With interest rates persistently low, r – g has turned negative in many countries in the aftermath of the global financial crisis, bolstering arguments for fiscal stimulus to boost economic activity. The evidence for advanced economies hints that a negative r – g may persist over the long term. However, there is no guarantee, given that this differential could quickly turn positive as a result of large adverse shocks, especially if government debt is high.
This debate could not be more timely, in the context of the economic fallout of the COVID-19 pandemic: countries have increased, and will likely continue to increase, government expenditures to deal with the health emergency, mitigate the economic collapse, and accelerate the recovery. Whether fiscal expansions will deliver the intended objectives boils down to the extent to which they are able to boost GDP, the relationship captured by the concept of fiscal multiplier. This multiplier represents a measure of the effect of increases in fiscal spending on a country’s economic output and is defined as the ratio between the change in GDP and the change in government spending.

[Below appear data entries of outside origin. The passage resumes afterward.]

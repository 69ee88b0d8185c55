//! Email processor for the queue consumer.
//!
//! This module provides the `EmailProcessor` that implements `DeliveryHandler`,
//! decoding each delivery and handing it to the [`SendEmailService`].

use crate::codec;
use crate::service::SendEmailService;
use amqp_worker::{DeliveryHandler, HandlerError, InboundMessage};
use async_trait::async_trait;
use tracing::{info, warn};

/// Decodes deliveries and sends them.
///
/// A malformed payload or an unsuccessful send is reported as a
/// [`HandlerError`], which the consumer turns into a requeue or a dead-letter.
#[derive(Clone)]
pub struct EmailProcessor {
    service: SendEmailService,
}

impl EmailProcessor {
    /// Create a new email processor.
    pub fn new(service: SendEmailService) -> Self {
        Self { service }
    }

    pub fn service(&self) -> &SendEmailService {
        &self.service
    }
}

#[async_trait]
impl DeliveryHandler for EmailProcessor {
    async fn handle(&self, message: &InboundMessage) -> Result<(), HandlerError> {
        let request = codec::parse(&message.body).map_err(|e| {
            warn!(
                message_id = ?message.message_id,
                retry_count = message.retry_count,
                error = %e,
                "Rejecting undecodable message"
            );
            HandlerError::malformed(e.to_string())
        })?;

        info!(
            message_id = ?message.message_id,
            kind = %request.kind(),
            recipient = %request.recipient(),
            retry_count = message.retry_count,
            "Message parsed"
        );

        let result = self.service.send_email(&request).await;
        if result.success {
            Ok(())
        } else {
            Err(HandlerError::failed(
                result.error.unwrap_or_else(|| "Unknown error".to_string()),
            ))
        }
    }

    fn name(&self) -> &'static str {
        "EmailProcessor"
    }

    async fn health_check(&self) -> Result<bool, HandlerError> {
        self.service
            .provider()
            .health_check()
            .await
            .map_err(|e| HandlerError::failed(e.to_string()))
    }
}
//! Prometheus metrics for the queue consumer

use metrics::{counter, gauge, histogram};
use metrics_exporter_prometheus::{PrometheusBuilder, PrometheusHandle};
use once_cell::sync::OnceCell;
use std::time::Duration;
use tracing::{info, warn};

static PROMETHEUS_HANDLE: OnceCell<PrometheusHandle> = OnceCell::new();

/// Initialize Prometheus metrics
///
/// Call this once at startup. Subsequent calls return the existing handle.
/// If another recorder is already installed, metrics stay disabled.
pub fn init_metrics() -> Option<&'static PrometheusHandle> {
    PROMETHEUS_HANDLE
        .get_or_try_init(|| {
            let handle = PrometheusBuilder::new().install_recorder()?;
            info!("Prometheus metrics initialized");
            Ok::<_, metrics_exporter_prometheus::BuildError>(handle)
        })
        .map_err(|e| warn!(error = %e, "Failed to install Prometheus recorder"))
        .ok()
}

pub fn metrics_handle() -> Option<&'static PrometheusHandle> {
    PROMETHEUS_HANDLE.get()
}

/// Consumer metrics helper, labelled by queue
#[derive(Debug, Clone)]
pub struct ConsumerMetrics {
    queue: String,
}

impl ConsumerMetrics {
    pub fn new(queue: impl Into<String>) -> Self {
        Self {
            queue: queue.into(),
        }
    }

    pub fn message_received(&self) {
        counter!("amqp_worker_messages_received_total", "queue" => self.queue.clone())
            .increment(1);
    }

    pub fn message_acked(&self, duration: Duration) {
        counter!(
            "amqp_worker_messages_total",
            "queue" => self.queue.clone(),
            "outcome" => "acked"
        )
        .increment(1);

        histogram!(
            "amqp_worker_message_duration_seconds",
            "queue" => self.queue.clone()
        )
        .record(duration.as_secs_f64());
    }

    pub fn handler_failed(&self, kind: &'static str) {
        counter!(
            "amqp_worker_handler_errors_total",
            "queue" => self.queue.clone(),
            "kind" => kind
        )
        .increment(1);
    }

    pub fn message_requeued(&self) {
        counter!(
            "amqp_worker_messages_total",
            "queue" => self.queue.clone(),
            "outcome" => "requeued"
        )
        .increment(1);
    }

    pub fn message_dead_lettered(&self) {
        counter!(
            "amqp_worker_messages_total",
            "queue" => self.queue.clone(),
            "outcome" => "dead_lettered"
        )
        .increment(1);
    }

    pub fn reconnect_attempt(&self) {
        counter!("amqp_worker_reconnect_attempts_total", "queue" => self.queue.clone())
            .increment(1);
    }

    pub fn connected(&self, connected: bool) {
        gauge!("amqp_worker_connected", "queue" => self.queue.clone())
            .set(if connected { 1.0 } else { 0.0 });
    }
}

A recent IMF study using data from 10 euro area countries finds that the level of r – g affects the size of the government spending multiplier. According to textbook macroeconomics, at every point in time, the debt stock will grow by the existing debt stock multiplied by r – g, net of the primary budget balance (with debt and the primary balance expressed as fractions of GDP). Although a negative r – g does not guarantee debt sustainability, government debt will tend to fall when r – g is negative and will tend to grow when r – g is positive. In addition, the higher r – g, the higher the future primary budget balance a government will need to stabilize its debt, a theoretical prediction confirmed by euro area data (Figure 1). Forward-looking private agents will incorporate this mechanism into their expectations and increase their savings.

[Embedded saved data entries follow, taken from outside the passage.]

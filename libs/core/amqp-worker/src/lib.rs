//! AMQP Worker Framework
//!
//! A RabbitMQ queue consumer for processing messages with at-least-once
//! semantics.
//!
//! ## Features
//!
//! - **Manual acknowledgement**: ack on success, nack on failure
//! - **Bounded retry**: requeue while `x-retry-count < MAX_RETRIES`, then
//!   reject without requeue (dead-letter)
//! - **Prefetch 1**: one delivery in flight per consumer
//! - **Reconnection**: fixed-delay retries up to `MAX_RECONNECT_ATTEMPTS`
//! - **Lifecycle events**: broadcast channel of state changes and outcomes
//! - **Prometheus metrics** and **health endpoints**
//!
//! ## Example
//!
//! ```ignore
//! use amqp_worker::{ConsumerConfig, DeliveryHandler, LapinConnector, QueueConsumer};
//!
//! let connector = Arc::new(LapinConnector::new("amqp://localhost:5672", "email-worker"));
//! let consumer = QueueConsumer::new(connector, MyHandler, ConsumerConfig::default());
//!
//! consumer.start().await?;
//! shutdown_signal().await;
//! consumer.stop().await?;
//! ```

mod broker;
mod config;
mod consumer;
mod error;
mod event;
mod handler;
mod health;
pub mod metrics;
mod rabbitmq;
mod retry;
mod topology;

#[cfg(any(test, feature = "testing"))]
pub mod testing;

// Re-export main types
pub use broker::{
    Acker, BrokerChannel, BrokerConnection, BrokerConnector, ConnectionEvent, ConnectionListener,
    Delivery, DeliveryStream, InboundMessage, OutboundMessage, RETRY_COUNT_HEADER,
};
pub use config::{
    ConsumerConfig, DEFAULT_MAX_LENGTH, DEFAULT_MESSAGE_TTL_MS, DEFAULT_ROUTING_PATTERN,
    MAX_RECONNECT_ATTEMPTS, MAX_RETRIES, PREFETCH_COUNT, RECONNECT_DELAY,
};
pub use consumer::QueueConsumer;
pub use error::{HandlerError, QueueError};
pub use event::{ConnectionState, ConsumerPhase, LifecycleEvent, StatusHandle};
pub use handler::DeliveryHandler;
pub use health::{HealthState, health_router};
pub use metrics::{ConsumerMetrics, init_metrics};
pub use rabbitmq::{LapinChannel, LapinConnection, LapinConnector, retry_count_from_headers};
pub use retry::{RequeueMode, RetryDecision, RetryPolicy};
pub use topology::{BindingSpec, DeadLetterTopology, ExchangeSpec, ExchangeType, QueueSpec, Topology};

This behavior affects the size of the government spending multiplier, which is inversely correlated with the level of r – g (Figure 2). Statistical tests reveal that in the negative r – g regime, the multiplier is larger than in the positive r – g regime with high probability. The difference in the multipliers across the two regimes increases at time horizons beyond the first year. Over the medium term (five years), median cumulated multipliers range between 1.22 and 1.77 when r – g is negative and between 0.51 and 1.26 when r – g is positive. To put this in perspective, if euro area governments had spent €100 in the early 2000s, when r – g was positive, this would have generated an average increase in GDP of €86. Spending the same €100 in the late 2010s would have generated an average increase in GDP of €150-almost twice as much.
These findings carry important policy implications, especially in the context of the EU Recovery Plan, which is leading to ambitious government spending programs in member countries. With GDP growth expected to resume, insofar as interest rates remain low, the resulting r – g should promote relatively high government spending multipliers. However, this scenario may be reversed, and multipliers may become significantly more modest, if adverse shocks keep r – g significantly above zero in large member countries. For example, during the global financial crisis, r – g spiked in the euro area and then remained positive for several years. In such circumstances, it is even more important that fiscal spending prioritize what is most productive. This policy has a high chance of maximizing the growth impact directly, but also indirectly by curbing r – g and the expectations of necessary future fiscal adjustments.